Start of RECORDS SUPPLIED
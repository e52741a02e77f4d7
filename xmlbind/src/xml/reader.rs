//! Record-and-playback reader.
//!
//! Wraps a forward-only [`EventSource`] and adds nested marks: while at least
//! one marker is active every delivered event is kept on a tape, and
//! rewinding to a marker moves the reader back to the tape position the
//! marker was taken at. Events after that position are then replayed before
//! the live source is consulted again.
//!
//! The tape is shared by all markers. A marker is just a tape position plus
//! the positional state (current event, depth) at the time it was taken, so
//! an outer recording keeps accumulating while inner markers come and go.

use tracing::trace;

use super::namespace::QName;
use super::source::{Attributes, EventSource, XmlEvent};
use crate::error::{Error, Result};

/// Opaque handle to a recorded position.
#[derive(Debug, Clone, Copy, PartialEq, Eq, Hash)]
pub struct Marker(u64);

/// The kind of event [`RecordingReader::next_tag`] stopped at.
#[derive(Debug, Clone, Copy, PartialEq, Eq)]
pub enum Tag {
    Start,
    End,
    EndDocument,
}

#[derive(Debug)]
struct MarkState {
    id: u64,
    /// Tape index of the first event delivered after the mark.
    position: usize,
    current: Option<XmlEvent>,
    depth: usize,
}

/// A reader that can mark positions and rewind to them.
pub struct RecordingReader<S: EventSource> {
    source: S,
    /// Events delivered while recording; `tape[cursor..]` is the playback queue.
    tape: Vec<XmlEvent>,
    cursor: usize,
    /// Active markers, oldest first.
    markers: Vec<MarkState>,
    next_marker: u64,
    current: Option<XmlEvent>,
    /// Number of open elements after the current event.
    depth: usize,
}

impl<S: EventSource> RecordingReader<S> {
    /// Wraps an event source.
    pub fn new(source: S) -> Self {
        RecordingReader {
            source,
            tape: Vec::new(),
            cursor: 0,
            markers: Vec::new(),
            next_marker: 1,
            current: None,
            depth: 0,
        }
    }

    /// Delivers the next raw event: from the playback queue if one is
    /// pending, otherwise from the source.
    pub fn next_event(&mut self) -> Result<&XmlEvent> {
        let event = if self.cursor < self.tape.len() {
            let event = self.tape[self.cursor].clone();
            self.cursor += 1;
            event
        } else {
            let event = self.source.next_event()?;
            if !self.markers.is_empty() {
                self.tape.push(event.clone());
                self.cursor += 1;
            }
            event
        };
        self.compact();

        match event {
            XmlEvent::Start { .. } => self.depth += 1,
            XmlEvent::End { .. } => self.depth = self.depth.saturating_sub(1),
            _ => {}
        }
        Ok(self.current.insert(event))
    }

    /// Advances to the next start tag, end tag or end of document, skipping
    /// whitespace. Non-whitespace text is a stream state error.
    pub fn next_tag(&mut self) -> Result<Tag> {
        loop {
            match self.next_event()? {
                XmlEvent::Start { .. } => return Ok(Tag::Start),
                XmlEvent::End { .. } => return Ok(Tag::End),
                XmlEvent::EndDocument => return Ok(Tag::EndDocument),
                XmlEvent::Text(text) if text.trim().is_empty() => {}
                XmlEvent::Text(text) => {
                    return Err(Error::StreamState(format!(
                        "unexpected text {:?} where a tag was expected",
                        text.trim()
                    )))
                }
            }
        }
    }

    /// Returns the current event, if any has been read.
    pub fn current(&self) -> Option<&XmlEvent> {
        self.current.as_ref()
    }

    /// Returns the element nesting depth after the current event.
    pub fn depth(&self) -> usize {
        self.depth
    }

    /// Returns true if the current event is a start tag.
    pub fn is_start_element(&self) -> bool {
        matches!(self.current, Some(XmlEvent::Start { .. }))
    }

    /// Returns the name of the current start or end tag.
    pub fn name(&self) -> Result<&QName> {
        self.current
            .as_ref()
            .and_then(XmlEvent::name)
            .ok_or_else(|| self.state_error("name() requires a start or end tag"))
    }

    /// Returns the attributes of the current start tag.
    pub fn attributes(&self) -> Result<&Attributes> {
        match &self.current {
            Some(XmlEvent::Start { attributes, .. }) => Ok(attributes),
            _ => Err(self.state_error("attributes() requires a start tag")),
        }
    }

    /// Reads the text content of the current text-only element and leaves
    /// the reader on its end tag.
    pub fn element_text(&mut self) -> Result<String> {
        if !self.is_start_element() {
            return Err(self.state_error("element_text() requires a start tag"));
        }
        let mut text = String::new();
        loop {
            match self.next_event()? {
                XmlEvent::Text(piece) => text.push_str(piece),
                XmlEvent::End { .. } => return Ok(text),
                XmlEvent::Start { name, .. } => {
                    return Err(Error::StreamState(format!(
                        "element_text() found child element <{}>",
                        name
                    )))
                }
                XmlEvent::EndDocument => {
                    return Err(Error::Parse("document ended inside an element".into()))
                }
            }
        }
    }

    /// Consumes the current element and its whole subtree, leaving the
    /// reader on its end tag.
    pub fn skip_element(&mut self) -> Result<()> {
        if !self.is_start_element() {
            return Err(self.state_error("skip_element() requires a start tag"));
        }
        let target = self.depth - 1;
        loop {
            let closed = match self.next_event()? {
                XmlEvent::EndDocument => {
                    return Err(Error::Parse("document ended inside an element".into()))
                }
                XmlEvent::End { .. } => true,
                _ => false,
            };
            if closed && self.depth == target {
                return Ok(());
            }
        }
    }

    /// Starts recording. Every event delivered from now on is kept until the
    /// marker is stopped or rewound.
    pub fn start_recording(&mut self) -> Marker {
        let id = self.next_marker;
        self.next_marker += 1;
        self.markers.push(MarkState {
            id,
            position: self.cursor,
            current: self.current.clone(),
            depth: self.depth,
        });
        Marker(id)
    }

    /// Stops recording for `marker`, committing everything read since.
    /// Markers taken after it stay active.
    pub fn stop_recording(&mut self, marker: Marker) -> Result<()> {
        let index = self.marker_index(marker)?;
        self.markers.remove(index);
        self.compact();
        Ok(())
    }

    /// Moves the reader back to `marker`. Everything read since becomes the
    /// playback queue; `marker` and all markers taken after it become
    /// obsolete.
    pub fn rewind_and_playback(&mut self, marker: Marker) -> Result<()> {
        let index = self.marker_index(marker)?;
        let state = self.markers.swap_remove(index);
        self.markers.truncate(index);
        trace!(
            marker = state.id,
            replay = self.cursor - state.position,
            "rewinding reader"
        );
        self.cursor = state.position;
        self.current = state.current;
        self.depth = state.depth;
        self.compact();
        Ok(())
    }

    /// Returns the number of events delivered since `marker` was taken.
    pub fn recorded_since(&self, marker: Marker) -> Result<usize> {
        let index = self.marker_index(marker)?;
        Ok(self.cursor - self.markers[index].position)
    }

    /// Returns true if `marker` was stopped, rewound, or invalidated by
    /// rewinding an older marker.
    pub fn is_marker_obsolete(&self, marker: Marker) -> bool {
        !self.markers.iter().any(|m| m.id == marker.0)
    }

    /// Returns true if at least one marker is active.
    pub fn is_recording(&self) -> bool {
        !self.markers.is_empty()
    }

    /// Returns true if recorded events are waiting to be replayed.
    pub fn is_playing_back(&self) -> bool {
        self.cursor < self.tape.len()
    }

    /// Closes the reader, discarding pending recordings and releasing the
    /// source.
    pub fn close(mut self) {
        if !self.markers.is_empty() {
            trace!(
                markers = self.markers.len(),
                "closing reader with active recordings"
            );
        }
        self.markers.clear();
        self.tape.clear();
    }

    /// Unwraps the underlying source. Pending playback events are lost.
    pub fn into_inner(self) -> S {
        self.source
    }

    fn marker_index(&self, marker: Marker) -> Result<usize> {
        self.markers
            .iter()
            .position(|m| m.id == marker.0)
            .ok_or_else(|| Error::StreamState(format!("marker #{} is obsolete", marker.0)))
    }

    /// Drops tape events no marker can rewind to anymore.
    fn compact(&mut self) {
        if self.markers.is_empty() && self.cursor > 0 {
            self.tape.drain(..self.cursor);
            self.cursor = 0;
        }
    }

    fn state_error(&self, message: &str) -> Error {
        let position = match &self.current {
            Some(XmlEvent::Start { name, .. }) => format!("<{}>", name),
            Some(XmlEvent::End { name }) => format!("</{}>", name),
            Some(XmlEvent::Text(_)) => "text".to_string(),
            Some(XmlEvent::EndDocument) => "end of document".to_string(),
            None => "start of document".to_string(),
        };
        Error::StreamState(format!("{} (positioned at {})", message, position))
    }
}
End of RECORDS SUPPLIED
Only one part of the material above is to be transcribed, namely the lines starting with the line that has "kept until the" and going on through the line that has "let state = self.markers.swap_remove(index);", exactly as they stand.

• RESULT:
    /// Starts recording. Every event delivered from now on is kept until the
    /// marker is stopped or rewound.
    pub fn start_recording(&mut self) -> Marker {
        let id = self.next_marker;
        self.next_marker += 1;
        self.markers.push(MarkState {
            id,
            position: self.cursor,
            current: self.current.clone(),
            depth: self.depth,
        });
        Marker(id)
    }

    /// Stops recording for `marker`, committing everything read since.
    /// Markers taken after it stay active.
    pub fn stop_recording(&mut self, marker: Marker) -> Result<()> {
        let index = self.marker_index(marker)?;
        self.markers.remove(index);
        self.compact();
        Ok(())
    }

    /// Moves the reader back to `marker`. Everything read since becomes the
    /// playback queue; `marker` and all markers taken after it become
    /// obsolete.
    pub fn rewind_and_playback(&mut self, marker: Marker) -> Result<()> {
        let index = self.marker_index(marker)?;
        let state = self.markers.swap_remove(index);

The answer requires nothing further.